Records supplied

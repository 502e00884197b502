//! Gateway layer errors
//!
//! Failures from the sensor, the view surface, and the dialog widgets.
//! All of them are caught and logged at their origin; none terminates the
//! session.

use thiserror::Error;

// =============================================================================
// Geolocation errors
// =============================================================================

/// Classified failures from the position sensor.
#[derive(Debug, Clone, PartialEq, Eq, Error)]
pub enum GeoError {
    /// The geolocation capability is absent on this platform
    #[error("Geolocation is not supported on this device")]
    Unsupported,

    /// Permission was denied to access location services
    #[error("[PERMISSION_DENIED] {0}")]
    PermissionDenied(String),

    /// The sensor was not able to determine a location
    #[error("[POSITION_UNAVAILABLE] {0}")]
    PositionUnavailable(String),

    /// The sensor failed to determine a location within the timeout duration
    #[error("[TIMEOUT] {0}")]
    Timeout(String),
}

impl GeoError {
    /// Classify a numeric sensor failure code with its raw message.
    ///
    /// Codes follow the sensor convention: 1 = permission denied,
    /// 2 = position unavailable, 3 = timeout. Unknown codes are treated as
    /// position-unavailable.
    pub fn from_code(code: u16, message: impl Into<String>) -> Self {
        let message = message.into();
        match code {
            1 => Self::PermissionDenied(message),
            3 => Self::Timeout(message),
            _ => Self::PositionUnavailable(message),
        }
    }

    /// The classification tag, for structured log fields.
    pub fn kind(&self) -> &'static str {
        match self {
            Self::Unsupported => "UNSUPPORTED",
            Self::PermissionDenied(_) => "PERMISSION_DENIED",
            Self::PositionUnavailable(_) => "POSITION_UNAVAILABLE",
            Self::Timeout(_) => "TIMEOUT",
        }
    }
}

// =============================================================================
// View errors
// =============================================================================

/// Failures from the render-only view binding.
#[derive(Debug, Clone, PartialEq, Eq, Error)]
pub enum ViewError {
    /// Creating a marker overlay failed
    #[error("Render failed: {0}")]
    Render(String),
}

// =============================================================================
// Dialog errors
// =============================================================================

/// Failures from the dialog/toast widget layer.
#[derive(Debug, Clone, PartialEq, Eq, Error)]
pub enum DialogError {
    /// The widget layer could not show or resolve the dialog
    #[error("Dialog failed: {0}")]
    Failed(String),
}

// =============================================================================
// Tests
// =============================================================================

Requirement
Retype exactly the line with "structured log fields." and each line after it until the records end, and include no other line.

Expected answer
    /// The classification tag, for structured log fields.
    pub fn kind(&self) -> &'static str {
        match self {
            Self::Unsupported => "UNSUPPORTED",
            Self::PermissionDenied(_) => "PERMISSION_DENIED",
            Self::PositionUnavailable(_) => "POSITION_UNAVAILABLE",
            Self::Timeout(_) => "TIMEOUT",
        }
    }
}

// =============================================================================
// View errors
// =============================================================================

/// Failures from the render-only view binding.
#[derive(Debug, Clone, PartialEq, Eq, Error)]
pub enum ViewError {
    /// Creating a marker overlay failed
    #[error("Render failed: {0}")]
    Render(String),
}

// =============================================================================
// Dialog errors
// =============================================================================

/// Failures from the dialog/toast widget layer.
#[derive(Debug, Clone, PartialEq, Eq, Error)]
pub enum DialogError {
    /// The widget layer could not show or resolve the dialog
    #[error("Dialog failed: {0}")]
    Failed(String),
}

// =============================================================================
// Tests
// =============================================================================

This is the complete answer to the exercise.